WASHINGTON — South Korea has agreed to increase payment to the United States for the costs of deploying forces on the Korean Peninsula in a move some analysts said is a precursor to future demands by Washington on other military allies.
The announcement was made Friday, less than a week after the Pentagon announced the end to tier one military exercises with South Korea. President Donald Trump had called those exercises a waste of money.
Pentagon officials did not disclose details of the new payments. The new cost-sharing arrangement — first reported by the Associated Press in Seoul — must be approved by the South Korean parliament but not Congress.
South Korean Foreign Minister Kang Kyung-wha and U.S. Ambassador to South Korea Harry Harris formally signed the agreement at the Foreign Ministry in Seoul, South Korea, on Friday.
There are about 28,500 U.S. troops in South Korea, the third most behind Germany and Japan. Trump has hinted the U.S. could withdraw some of that force if South Korea did not increase reimbursement.
The agreement comes as the White House continues to develop a plan to bill nations where U.S. troops are deployed — such as German and Japan — to pay the full costs of those deployments, along with a 50 percent surcharge.

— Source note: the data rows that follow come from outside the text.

//! Visibility resolver: turns a notification subject into authoritative,
//! visible entity state, or drops it.
//!
//! Resolution is deliberately lossy about failure causes. Not-found,
//! not-authorized, and transient lookup errors all collapse into
//! [`Resolution::NotVisible`]: the relay has no use for partial results,
//! and mis-sharing metadata after a transient failure is worse than
//! silently dropping the event. The default-deny policy therefore lives in
//! the type signature instead of in suppressed exceptions.

use std::sync::Arc;

use tracing::debug;

use lattice_core::{EntityLookup, EntityState, EntitySubject, InterestPolicy};

use crate::filter;

/// Outcome of resolving a notification subject.
#[derive(Debug)]
pub enum Resolution {
    /// The subject is of interest and visible to the configured caller.
    Visible(EntityState),
    /// The subject's type is outside the interest set; no lookup was made.
    NotInterested,
    /// The lookup failed or denied access. Causes are not distinguished.
    NotVisible,
}

/// Resolves notification subjects against the entity lookup service.
pub struct VisibilityResolver {
    lookup: Arc<dyn EntityLookup>,
    policy: Arc<InterestPolicy>,
}

impl VisibilityResolver {
    pub fn new(lookup: Arc<dyn EntityLookup>, policy: Arc<InterestPolicy>) -> Self {
        Self { lookup, policy }
    }

    /// Resolve a subject to visible entity state.
    ///
    /// The interest check always runs first: subjects outside the interest
    /// set short-circuit to [`Resolution::NotInterested`] without touching
    /// the lookup service.
    pub async fn resolve(&self, subject: EntitySubject) -> Resolution {
        if !filter::subject_of_interest(&subject, &self.policy) {
            debug!(
                entity_id = subject.id(),
                type_name = subject.type_name(),
                "Subject outside interest set, skipping lookup"
            );
            return Resolution::NotInterested;
        }

        let caller = self.policy.caller_identity();
        match subject {
            EntitySubject::Full(entity) => {
                match self
                    .lookup
                    .validate_visibility(caller, &entity.id, &entity.type_name)
                    .await
                {
                    Ok(()) => Resolution::Visible(entity),
                    Err(e) => {
                        debug!(
                            entity_id = %entity.id,
                            caller,
                            error = %e,
                            "Visibility check failed, dropping notification"
                        );
                        Resolution::NotVisible
                    }
                }
            }
            EntitySubject::Reference(reference) => {
                match self
                    .lookup
                    .fetch_entity(caller, &reference.id, &reference.type_name)
                    .await
                {
                    Ok(entity) => Resolution::Visible(entity),
                    Err(e) => {
                        debug!(
                            entity_id = %reference.id,
                            caller,
                            error = %e,
                            "Reference fetch failed, dropping notification"
                        );
                        Resolution::NotVisible
                    }
                }
            }
        }
    }
}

According to the 2017 Pentagon’s Base Structure Report, the U.S. maintains a military presence in at least 79 countries, with installations in at least 45 countries. Those can range from major bases, such as those in Germany, Japan, South Korea, Italy and Great Britain, to smaller radar facilities and intelligence outposts.
An installation is described as: “A military base, camp, post, station, yard, center, homeport facility for any ship, or other activity under the jurisdiction of the Department of Defense, including leased space, that is controlled by, or primarily supports DoD’s activities. An installation may consist of one or more sites,” the report says.
Bloomberg News first reported elements of the plan. Bloomberg said the plan might be “toned down” and is one of several being considered. The idea sent “shock waves” through the departments of Defense and State, where officials fear the reactions of U.S. allies in Europe and Asia, Bloomberg reported.
Pentagon officials, speaking on background Friday, were chagrined at the idea of dunning allies as outlined in the plan. Former Defense Secretary James Mattis had to work to calm NATO allies who were upset at White House demands that European nations boost defense spending in the alliance accompanied by a threat of leaving the alliance.
Many European allies remain skeptical of Trump’s commitment to military alliances, of which Mattis was a strong supporter. Acting Defense Secretary Patrick Shanahan attended the most recent NATO meeting of defense ministers and said allies are now reassured.
“We reviewed progress made on fulfilling the Wales Defense Investment Pledge. Our responsibility moving forward must be to translate these investments into real results,” Shanahan said to reporters at the NATO meeting in Brussels on Feb. 14. The Wales pledge refers to the the agreement reached that each NATO nation would spend at least 2 percent of their military budget on NATO.